Allegiant does something Spirit never figured out: they make customers feel like the low price is a gift, not a transaction that entitles the airline to treat them poorly. Customers say of Allegiant, as the J.D. Power data shows, that it’s “a great value for the money.” Not cheap. Value. That is a completely different emotional experience — and it is built through the consistency of service, not the consistency of low prices.
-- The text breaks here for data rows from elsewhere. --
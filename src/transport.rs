use std::{error::Error as StdError, future::Future, io, time::Duration};

use reqwest::{header::HeaderMap, Method};

use crate::{Auth, Payload, RequestDescriptor, Response, TransportError, TransportErrorKind};

/// One submission of a request to the transport.
///
/// A new `Attempt` is built from the descriptor for every try, so nothing a
/// previous attempt left behind (timers, aborted handles, flags) leaks into
/// the next one.
#[derive(Clone, Debug)]
pub struct Attempt {
    /// 1 for the initial submission, incremented per retry.
    pub number: usize,
    pub method: Method,
    pub url: String,
    pub headers: HeaderMap,
    pub auth: Auth,
    pub payload: Option<Payload>,
    pub timeout: Duration,
}

impl Attempt {
    pub(crate) fn prepare(descriptor: &RequestDescriptor, number: usize, timeout: Duration) -> Self {
        Self {
            number,
            method: descriptor.method.clone(),
            url: descriptor.url.clone(),
            headers: descriptor.headers.clone(),
            auth: descriptor.auth.clone(),
            payload: descriptor.payload.clone(),
            timeout,
        }
    }
}

/// Executes attempts on behalf of the queueing engine.
///
/// Any HTTP status is reported as `Ok`; `Err` means no response was obtained.
/// The engine enforces the attempt deadline itself and drops the returned
/// future when it expires.
pub trait Transport: Send + Sync + 'static {
    fn submit(
        &self,
        attempt: &Attempt,
    ) -> impl Future<Output = Result<Response, TransportError>> + Send;
}

/// [`Transport`] backed by a `reqwest::Client`.
#[derive(Clone, Debug, Default)]
pub struct HttpTransport {
    http: reqwest::Client,
}

impl HttpTransport {
    pub fn new() -> Self {
        Self::default()
    }

    /// Wraps a preconfigured client (proxies, TLS roots, pools).
    pub fn from_client(http: reqwest::Client) -> Self {
        Self { http }
    }
}

impl Transport for HttpTransport {
    async fn submit(&self, attempt: &Attempt) -> Result<Response, TransportError> {
        // the attempt deadline is enforced by the executor, not by reqwest
        let mut request = self
            .http
            .request(attempt.method.clone(), &attempt.url)
            .headers(attempt.headers.clone());

        request = match &attempt.auth {
            Auth::None => request,
            Auth::Bearer(value) | Auth::Raw(value) => {
                request.header(reqwest::header::AUTHORIZATION, value)
            }
            Auth::Basic { username, password } => request.basic_auth(username, password.as_ref()),
        };

        request = match &attempt.payload {
            None => request,
            Some(Payload::Json(body)) => request.json(body),
            Some(Payload::Text(body)) => request.body(body.clone()),
            Some(Payload::Bytes(body)) => request.body(body.clone()),
        };

        let response = request.send().await.map_err(map_reqwest_error)?;
        let status = response.status().as_u16();
        let headers = response.headers().clone();
        let body = response.text().await.map_err(map_reqwest_error)?;

        Ok(Response {
            status,
            headers,
            body,
        })
    }
}

fn map_reqwest_error(err: reqwest::Error) -> TransportError {
    TransportError::new(classify_reqwest_error(&err), err.to_string())
}

fn classify_reqwest_error(err: &reqwest::Error) -> TransportErrorKind {
    if let Some(kind) = io_error_kind(err) {
        match kind {
            io::ErrorKind::ConnectionReset
            | io::ErrorKind::ConnectionAborted
            | io::ErrorKind::BrokenPipe
            | io::ErrorKind::UnexpectedEof => return TransportErrorKind::ConnectionReset,
            io::ErrorKind::ConnectionRefused => return TransportErrorKind::Other,
            io::ErrorKind::TimedOut => {
                return if err.is_connect() {
                    TransportErrorKind::ConnectionTimeout
                } else {
                    TransportErrorKind::SocketTimeout
                };
            }
            _ => {}
        }
    }

    if err.is_timeout() {
        return if err.is_connect() {
            TransportErrorKind::ConnectionTimeout
        } else {
            TransportErrorKind::SocketTimeout
        };
    }

    if err.is_connect() && mentions_dns(err) {
        return TransportErrorKind::AddressResolution;
    }

    if err.is_request() || err.is_body() {
        // hyper reports an abruptly closed connection as a request/body error
        if mentions(err, "connection closed") || mentions(err, "connection reset") {
            return TransportErrorKind::ConnectionReset;
        }
    }

    TransportErrorKind::Other
}

fn io_error_kind(err: &reqwest::Error) -> Option<io::ErrorKind> {
    let mut source = err.source();
    while let Some(inner) = source {
        if let Some(io_err) = inner.downcast_ref::<io::Error>() {
            return Some(io_err.kind());
        }
        source = inner.source();
    }
    None
}

fn mentions_dns(err: &reqwest::Error) -> bool {
    mentions(err, "dns error") || mentions(err, "failed to lookup address")
}

fn mentions(err: &reqwest::Error, needle: &str) -> bool {
    let mut source: Option<&(dyn StdError + 'static)> = Some(err);
    while let Some(inner) = source {
        if inner.to_string().to_ascii_lowercase().contains(needle) {
            return true;
        }
        source = inner.source();
    }
    false
}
This is exactly what my X-Commandment Methodology is designed to build. The Never & Always standards, the Customer Experience Action Statement, the employee experience infrastructure — all of it exists to create the kind of consistent, relationship-driven experience that makes customers feel valued regardless of the price point. Whether you are a budget carrier or a luxury brand, the mechanism is the same: make your customers feel something that no competitor can replicate, and price becomes a secondary consideration.
The $500 Million Question Every Business Leader Should Be Asking Right Now
Spirit spent the final chapter of its existence trying to secure a $500 million government bailout. They needed half a billion dollars to survive a fuel price spike that other, better-run airlines absorbed as a serious but manageable challenge.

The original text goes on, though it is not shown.